I tried it on a few examples and was impressed with the efficiency of the package as well as the point forecast. But when I looked at the forecast variance I almost always found that bsts ended up giving a much wider confidence band as compared to that of auto.arima. Here is a sample code on a white noise data
library("forecast")
library("data.table")
library("bsts")
truthData = data.table(target = rnorm(250))
freq = 52
ss = AddGeneralizedLocalLinearTrend(list(), truthData$target)
ss = AddSeasonal(ss, truthData$target, nseasons = freq)
tStart = proc.time()[3]
model = bsts(truthData$target, state.specification = ss, niter = 500)
print(paste("time taken: ", proc.time()[3] - tStart))
burn = SuggestBurn(0.1, model)
pred = predict(model, horizon = 2 * freq, burn = burn, quantiles = c(0.10, 0.90))
## auto arima fit
max.d = 1; max.D = 1; max.p = 3; max.q = 3; max.P = 2; max.Q = 2; stepwise = FALSE
dataXts = ts(truthData$target, frequency = freq)
tStart = proc.time()[3]
autoArFit = auto.arima(dataXts, max.D = max.D, max.d = max.d, max.p = max.p, max.q = max.q, max.P = max.P, max.Q = max.P, stepwise = stepwise)
print(paste("time taken: ", proc.time()[3] - tStart))
par(mfrow = c(2, 1))
plot(pred, ylim = c(-5, 5))
plot(forecast(autoArFit, 2 * freq), ylim = c(-5, 5))

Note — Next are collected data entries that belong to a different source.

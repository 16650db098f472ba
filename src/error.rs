//! Error types for document transformation and ingestion.

use thiserror::Error;

// ============================================================================
// TransformError
// ============================================================================

/// Failure produced by [`inject`](crate::inject).
///
/// There is a single failure kind: the input could not be turned into an
/// adaptive document, either because the markup does not parse or because
/// its root element is not `<svg>`. The caller can always recover by asking
/// for new input.
#[derive(Debug, Clone, PartialEq, Eq, Error)]
pub enum TransformError {
    /// The markup is not a well-formed SVG document.
    #[error("invalid SVG document: {message}")]
    InvalidDocument {
        /// Human-readable cause.
        message: String,
    },
}

impl TransformError {
    /// Creates an `InvalidDocument` error with the given message.
    pub fn invalid(message: impl Into<String>) -> Self {
        Self::InvalidDocument {
            message: message.into(),
        }
    }

    /// Returns the human-readable cause.
    pub fn message(&self) -> &str {
        match self {
            Self::InvalidDocument { message } => message,
        }
    }
}

impl From<roxmltree::Error> for TransformError {
    fn from(err: roxmltree::Error) -> Self {
        Self::invalid(err.to_string())
    }
}

// ============================================================================
// IngestError
// ============================================================================

/// Reasons an inbound payload is rejected before reaching the engine.
#[derive(Debug, Clone, PartialEq, Eq, Error)]
pub enum IngestError {
    /// Neither the media type nor the file name indicate SVG content.
    #[error("please upload an SVG file")]
    NotSvg,

    /// The payload is empty after trimming whitespace.
    #[error("the SVG content is empty")]
    Empty,

    /// The payload is not valid UTF-8 text.
    #[error("the SVG content is not valid UTF-8: {0}")]
    InvalidUtf8(String),

    /// The payload was accepted but the engine rejected the document.
    #[error(transparent)]
    Transform(#[from] TransformError),
}
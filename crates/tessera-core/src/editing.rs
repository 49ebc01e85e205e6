//! Local editing state
//!
//! Interactive gestures (typing, resizing, creating, dragging) are not
//! cancelled when remote data arrives. Instead the reconciler consults this
//! state and never overwrites an element that is under the user's pointer.

use std::collections::BTreeSet;

use crate::ElementId;

/// Elements targeted by in-progress local interactive operations
#[derive(Clone, Debug, Default, PartialEq, Eq)]
pub struct EditingState {
    /// Text element currently being edited
    pub editing_text: Option<ElementId>,
    /// Element currently being resized
    pub resizing: Option<ElementId>,
    /// Element currently being created
    pub new_element: Option<ElementId>,
    /// Elements currently being dragged
    pub dragging: BTreeSet<ElementId>,
}

impl EditingState {
    pub fn new() -> Self {
        EditingState::default()
    }

    pub fn with_editing_text(mut self, id: impl Into<ElementId>) -> Self {
        self.editing_text = Some(id.into());
        self
    }

    pub fn with_resizing(mut self, id: impl Into<ElementId>) -> Self {
        self.resizing = Some(id.into());
        self
    }

    pub fn with_new_element(mut self, id: impl Into<ElementId>) -> Self {
        self.new_element = Some(id.into());
        self
    }

    pub fn with_dragging<I, T>(mut self, ids: I) -> Self
    where
        I: IntoIterator<Item = T>,
        T: Into<ElementId>,
    {
        self.dragging.extend(ids.into_iter().map(Into::into));
        self
    }

    /// Check if an element is the target of an in-progress gesture
    pub fn is_editing(&self, id: &ElementId) -> bool {
        self.editing_text.as_ref() == Some(id)
            || self.resizing.as_ref() == Some(id)
            || self.new_element.as_ref() == Some(id)
            || self.dragging.contains(id)
    }

    /// Check if no gesture is in progress
    pub fn is_idle(&self) -> bool {
        self.editing_text.is_none()
            && self.resizing.is_none()
            && self.new_element.is_none()
            && self.dragging.is_empty()
    }
}
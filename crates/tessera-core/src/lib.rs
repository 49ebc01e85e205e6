//! Tessera Core - Fundamental types and primitives
//!
//! This crate defines the core types shared by the ordering, reconciliation
//! and history engines:
//! - Identifiers (ElementId)
//! - Fractional order keys (OrderKey) and key generation
//! - Versioned elements and their mutation API
//! - Local editing state consulted during reconciliation
//! - Error types

pub mod id;
pub mod key;
pub mod element;
pub mod editing;
pub mod error;

pub use id::*;
pub use key::*;
pub use element::*;
pub use editing::*;
pub use error::*;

Here is the plot I was wondering if someone could shed some light on this behavior and how we could control for the forecast variance. As far as I recall from Dr. Hyndman's papers auto.arima's forecast variance calculation do not account for the parameter estimation variance, i.e. the variance in estimated ar and ma coefficients. Is that the driving reason for the discrepancy I see here or are there other subtle points that I am missing and can be controlled for by some parameters.
Thanks
Here is a script to test the inclusion probabilities for short to medium range forecasting problem comparing bsts to auto.arima
library("forecast")
library("data.table")
library("bsts")
set.seed(1234)
n = 260
freq = 52
h = 10
rep = 50
max.d = 1; max.D = 1; max.p = 2; max.q = 2; max.P = 1; max.Q = 1; stepwise = TRUE
containsProb = NULL
for (i in 1:rep) {
print(i)
truthData = data.table(time = 1:n, target = rnorm(n))
yTrain = truthData$target[1:(n - h)]
yTest = truthData$target[(n - h + 1):n]
## fit bsts model
ss = AddLocalLevel(list(), truthData$target)
ss = AddSeasonal(ss, truthData$target, nseasons = freq)
tStart = proc.time()[3]
model = bsts(yTrain, state.specification = ss, niter = 500)
print(paste("time taken: ", proc.time()[3] - tStart))
pred = predict(model, horizon = h, burn = SuggestBurn(0.1, model), quantiles = c(0.10, 0.90))
containsProbBs = sum(yTest > pred$interval[1,] & yTest < pred$interval[2,]) / h
## auto.arima model fit
dataTs = ts(yTrain, frequency = freq)
tStart = proc.time()[3]
autoArFit = auto.arima(dataTs, max.D = max.D, max.d = max.d, max.p = max.p, max.q = max.q, max.P = max.P, max.Q = max.P, stepwise = stepwise)
print(paste("time taken: ", proc.time()[3] - tStart))
fcst = forecast(autoArFit, h = h)
## inclusion probabilities for 80% CI
containsProbBs = sum(yTest > pred$interval[1,] & yTest < pred$interval[2,]) / h
containsProbAr = sum(yTest > fcst$lower[,1] & yTest < fcst$upper[,1]) / h
containsProb = rbindlist(list(containsProb, data.table(bs = containsProbBs, ar = containsProbAr)))
}
colMeans(containsProb)
> bs ar
0.79 0.80
c(sd(containsProb$bs), sd(containsProb$ar))
> [1] 0.13337719 0.09176629
The difference is that the BSTS model is nonstationary, while the ARIMA model selected in this case is stationary (actually just white noise). For the BSTS model, the prediction intervals continue to widen over the forecast horizon, while the ARIMA model has constant prediction intervals. For the first forecast horizon, they are relatively close, but they diverge for longer horizons.